Does WSSA (or SEP tunnel mode) support tunneling their traffic through a 3rd-party VPN?

WSSA (or SEP tunnel mode) does NOT support tunneling traffic through another VPN.

The Best Practice recommendation is that WSSA/SEP traffic should go out DIRECT to the Internet (and NOT route through another VPN client).

The WSSA client and SEP client (tunnel mode) leverage a tunneling protocol similar to other VPN clients.

Just as you would not route Cisco AnyConnect VPN client traffic over a Palo Alto GlobalProtect VPN client, the same principle applies for WSSA/SEP VPN tunnels.

Two problems can happen if you try to route VPN client traffic from one vendor over the VPN client from another vendor: 

• TCP meltdown
• UDP packet fragmentation

The symptoms from both of these scenarios are that poor performance and lost packets can happen.

Due to these performance and stability implications, tunneling WSSA/SEP tunnel traffic over a 3rd-party VPN is NOT supported.

1. Configure your VPN client for "Split tunnel" and have WSSA/SEP traffic go out DIRECT to the Internet 

2. If using a "Full tunnel" VPN profile, configure WSSA/SEP to enter Passive mode when the "Full tunnel" VPN is enabled

Split Tunnel Configuration:

• To avoid "tunnel in tunnel" issues, ensure that WSSA/SEP traffic is not routed through the VPN client.
• The easiest way to achieve this is by configuring your VPN client in Split Tunnel mode. This ensures that internal/corporate traffic goes through the VPN, while WSSA/SEP traffic bypasses the VPN and connects directly to the internet. Additionally, configure the WSS CTC (Cloud Traffic Controller) domain and IP address to also route directly to the internet: ctc.threatpulse.com (130.211.30.2)
• Failing to route CTC traffic directly to the internet will cause increased latency for WSSA/SEP.

Full Tunnel Configuration:

• This option will make WSSA to go Passive. With "Full tunnel" VPN clients, your default route points to your corporate VPN server.
• If you must operate your VPN client in "Full tunnel" mode (not recommended), then the best practice is to configure WSSA to go into "Passive" mode when your VPN client is active. This is done by setting a location in the Cloud SWG Portal or having Agent Traffic Manager (ATM) policy that corresponds with the location that your VPN traffic will egress out to the Internet.
• In this configuration, the CTC request is routed through the "Full Tunnel" VPN client, ensuring it originates from your network as defined in the Cloud SWG Portal. This prompts CTC to signal WSSA/SEP to enter Passive mode.

Static routes defined in VPN client to route WSSA/SEP traffic out direct: 

Another alternative is to configure the VPN client with static routes directly to the Cloud SWG data-centers (instead of using the default route back to your corporate VPN server), but there are many Cloud SWG egress ranges that you would have to account for.

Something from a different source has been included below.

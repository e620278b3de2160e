//! 跨 crate 的容器场景测试，测试代码位于 `tests/` 目录。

The list of Cloud SWG data-center ranges are found in the right-most column of the table at: 
https://knowledge.broadcom.com/external/article/167174 

This "static route" configuration is another way to ensure that WSSA/SEP traffic routes out directly to the Internet (and not through a 3rd-party VPN tunnel).

======
Official WSSA documentation: WSS Agent Connection Concepts 

When traffic is configured to route "tunnel in tunnel" (bad scenario), there are three (3) encapsulating layers: 

1. The "core" TCP traffic (from the browser)
2. The WSSA/SEP traffic wrapped in a WSSA VPN tunnel (including the extra encryption and overhead)
3. The 3rd-party VPN client's traffic wrapped in their own VPN tunnel (including their additional encryption and overhead)

At each layer, you are "narrowing" what can be sent through each tunnel.

This is excessive encryption and overhead that will cause known performance problems...especially with video and "large packet" applications that are sensitive to performance and lost packets.

With this problematic configuration ("tunnel in tunnel"), you are increasing the risk of dropping packets: each layer has a risk of dropping packets and that will cascade and impact the other layers.